Goodwill®, Partners Turn Labor Challenges into Opportunities

Occupations-inlineI participated in a meeting this week where a colleague cited a study that struck me like a bag of hammers.

Due advancements in robotics and computers, nearly half (47 percent) of all jobs in the United States are at a high risk of becoming automated within the next 20 years. Jobs in sales, office administration, transportation, and services are among the occupations at the highest risk of automation. (Oxford University Study, The Future of Employment: How Susceptible are Jobs to Computerization?)

Fortunately the history major in me helped to pull me up from off the floor.  I realized that technical advancements have influenced the labor market throughout history. Perhaps the development of the first farming tools caused some primitive Hominids to worry about how that would affect their status as hunters and gatherers. However, they eventually embraced this technical advancement. While fewer were needed to search for food, others were needed to farm the land, or to build structures or other occupations that became necessary once early humans started to farm and establish the first civilizations.

Fast forward a few thousand years, and the lesson remains the same. Like it or not, advancing technology has and always will affect the labor market. What’s different (and its keeping me awake at night) is the astronomical and accelerating pace of modern advancement. That means it is critical for all workforce stakeholders – policy makers, businesses and employers, service providers and workers – to recognize that changes are soon imminent and to prepare to quickly adapt. Meanwhile, since it expired in 2003, Congress has been unable or unwilling to update the Workforce Investment Act, the primary law that authorizes and shapes the nation’s approach to job training.

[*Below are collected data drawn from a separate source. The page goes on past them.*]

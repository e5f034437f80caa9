//! Startup model validation with fallback

use std::future::Future;
use log::{debug, info, warn};
use serde::Serialize;

/// Which model requests use when they do not name one.
/// Resolved once at startup and read-only afterwards.
#[derive(Debug, Clone, PartialEq, Eq, Serialize)]
pub struct ActiveModelState
{   /// Override requested through the environment, if any
    pub configured_id: Option<String>
  , /// Model requests default to
    pub active_id: String
  , /// Hardcoded fallback
    pub fallback_id: String
  , /// Whether the override was rejected in favour of the fallback
    pub fallback_used: bool
}

impl ActiveModelState
{   /// State used when nothing is configured
    pub fn unconfigured(fallback_id: &str) -> Self
    {   ActiveModelState
        {   configured_id: None
          , active_id: fallback_id.to_string()
          , fallback_id: fallback_id.to_string()
          , fallback_used: false
        }
    }
}

/// Decide the active model.
///
/// - no override: fallback, without calling `list_models`
/// - override listed: override
/// - override not listed: fallback, `fallback_used` set
/// - listing failed: override anyway, since it could not be checked
pub async fn resolve_active_model<F, Fut>(
  configured_id: Option<&str>
, fallback_id: &str
, list_models: F
) -> ActiveModelState
where
  F: FnOnce() -> Fut
, Fut: Future<Output = Result<Vec<String>, crate::error::Error>>
{   let configured = match configured_id
      .map(str::trim)
      .filter(|id| !id.is_empty())
    {   Some(id) => id.to_string()
      , None => {
          debug!("No model configured, using {}", fallback_id);
          return ActiveModelState::unconfigured(fallback_id);
        }
    };

    match list_models().await
    {   Ok(models) => {
          debug!("Upstream lists {} models", models.len());
          if models.iter().any(|m| m == &configured)
          {   info!("Using configured model {}", configured);
              ActiveModelState
              {   configured_id: Some(configured.clone())
                , active_id: configured
                , fallback_id: fallback_id.to_string()
                , fallback_used: false
              }
          } else
          {   warn!(
                "Configured model '{}' is not available, \
                 falling back to '{}'",
                configured, fallback_id
              );
              ActiveModelState
              {   configured_id: Some(configured)
                , active_id: fallback_id.to_string()
                , fallback_id: fallback_id.to_string()
                , fallback_used: true
              }
          }
        }
      , Err(e) => {
          warn!(
            "Could not validate model '{}' ({}), using it anyway",
            configured, e
          );
          ActiveModelState
          {   configured_id: Some(configured.clone())
            , active_id: configured
            , fallback_id: fallback_id.to_string()
            , fallback_used: false
          }
        }
    }
}
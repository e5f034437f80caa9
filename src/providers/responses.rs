//! Responses adapter: `input` in, `output` items out,
//! `input_tokens`/`output_tokens` usage.

use serde::{Deserialize, Serialize};
use log::trace;

/// Content part type that carries generated text
const OUTPUT_TEXT: &str = "output_text";

// ===== Message Types =====

#[derive(Debug, Clone, PartialEq, Serialize, Deserialize)]
pub struct InputMessage
{   pub role: String
  , pub content: String
}

/// `input` is either the bare prompt or a list of turns
#[derive(Debug, Clone, PartialEq, Serialize)]
#[serde(untagged)]
pub enum ResponsesInput
{   Text(String)
  , Messages(Vec<InputMessage>)
}

#[derive(Debug, Clone, PartialEq, Serialize, Deserialize)]
pub struct ReasoningConfig
{   pub effort: String
}

#[derive(Debug, Clone, PartialEq, Serialize)]
pub struct ResponsesRequest
{   pub model: String
  , pub input: ResponsesInput
  , #[serde(skip_serializing_if = "Option::is_none")]
    pub instructions: Option<String>
  , #[serde(skip_serializing_if = "Option::is_none")]
    pub max_output_tokens: Option<u32>
  , #[serde(skip_serializing_if = "Option::is_none")]
    pub temperature: Option<f64>
  , #[serde(skip_serializing_if = "Option::is_none")]
    pub top_p: Option<f64>
  , #[serde(skip_serializing_if = "Option::is_none")]
    pub reasoning: Option<ReasoningConfig>
}

#[derive(Debug, Clone, PartialEq, Default, Deserialize)]
pub struct ResponsesResponse
{   #[serde(default)]
    pub model: Option<String>
  , #[serde(default)]
    pub output: Option<Vec<OutputItem>>
  , #[serde(default)]
    pub usage: Option<ResponsesUsage>
}

#[derive(Debug, Clone, PartialEq, Default, Deserialize)]
pub struct OutputItem
{   #[serde(default)]
    pub content: Option<Vec<ContentPart>>
}

#[derive(Debug, Clone, PartialEq, Default, Deserialize)]
pub struct ContentPart
{   #[serde(default, rename = "type")]
    pub kind: String
  , #[serde(default)]
    pub text: Option<String>
}

#[derive(Debug, Clone, Copy, PartialEq, Eq, Default, Deserialize)]
pub struct ResponsesUsage
{   #[serde(default)]
    pub input_tokens: u64
  , #[serde(default)]
    pub output_tokens: u64
  , #[serde(default)]
    pub total_tokens: Option<u64>
}

impl From<ResponsesUsage> for crate::Usage
{   fn from(u: ResponsesUsage) -> Self
    {   crate::Usage
        {   input_tokens: u.input_tokens
          , output_tokens: u.output_tokens
          , total_tokens: u.total_tokens
              .unwrap_or(u.input_tokens + u.output_tokens)
        }
    }
}

// ===== Adapters =====

/// Build a Responses body. A single prompt keeps its instructions in
/// the top-level `instructions` field; a conversation gets them as a
/// leading developer turn.
pub fn to_upstream(
  request: &crate::GenerationRequest
, active_model: &str
, default_effort: crate::ReasoningEffort
) -> ResponsesRequest
{   let (input, instructions) = match &request.prompt
    {   crate::Prompt::Text(prompt) => (
          ResponsesInput::Text(prompt.clone())
        , request.instructions.clone()
        )
      , crate::Prompt::Messages(turns) => {
          let mut messages = Vec::with_capacity(turns.len() + 1);
          if let Some(instructions) = &request.instructions
          {   messages.push(InputMessage
              {   role: "developer".to_string()
                , content: instructions.clone()
              });
          }
          messages.extend(turns.iter().map(|m| InputMessage
          {   role: super::chat::role_name(m.role).to_string()
            , content: m.content.clone()
          }));
          (ResponsesInput::Messages(messages), None)
        }
    };

    let responses_request = ResponsesRequest
    {   model: request.effective_model(active_model).to_string()
      , input
      , instructions
      , max_output_tokens: request.max_output_tokens
      , temperature: request.temperature
      , top_p: request.top_p
      , reasoning: request
          .effective_effort(default_effort)
          .upstream_value()
          .map(|effort| ReasoningConfig
          {   effort: effort.to_string()
          })
    };
    trace!("Responses request: {:?}", responses_request);
    responses_request
}

/// Normalize a Responses body. Text parts within an item are joined
/// directly; items are separated by a blank line. Items without any
/// output text (reasoning summaries, tool calls) are skipped, and a
/// `null` list counts as empty.
pub fn from_upstream(
  raw: &ResponsesResponse
, echo: &crate::request::RequestEcho
) -> crate::NormalizedResult
{   let text = raw.output
      .iter()
      .flatten()
      .map(|item| {
        item.content
          .iter()
          .flatten()
          .filter(|part| part.kind == OUTPUT_TEXT)
          .filter_map(|part| part.text.as_deref())
          .collect::<String>()
      })
      .filter(|item_text| !item_text.is_empty())
      .collect::<Vec<_>>()
      .join("\n\n");

    crate::NormalizedResult
    {   text
      , model_used: super::model_used(raw.model.as_deref(), echo)
      , usage: raw.usage.map(crate::Usage::from)
      , truncated: false
      , message_count: echo.message_count
    }
}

Although Congress is the closest it has been in years to completing work on WIA, our current collective leadership in Washington seems  to lack the agility needed to respond to our rapidly and ever changing world.

Fortunately, despite political partisanship, other stakeholders are seeking partnerships that can serve to fill the vacuum, while aiming to address critical issues. Here are a few examples of how Goodwill partners with other stakeholders to overcome pressing challenges:

  • Goodwill’s enhanced partnerships with local community colleges allow people not only to enter the workforce, but to advance in careers.
  • A partnership between Goodwill and the Walmart Foundation is helping to connect individuals to career advancement and financial wellness opportunities.
  • A partnership between Dell and Goodwill has diverted more than 98 million pounds of used computers and computer equipment from area landfills over the last 10 years.

Partnerships start with connection. The beauty of Goodwill’s structure is that it allows local and autonomous agencies to establish, maintain and build local connections with all stakeholders (businesses, employers, service providers, educators, and even policymakers) that turn challenges into opportunities.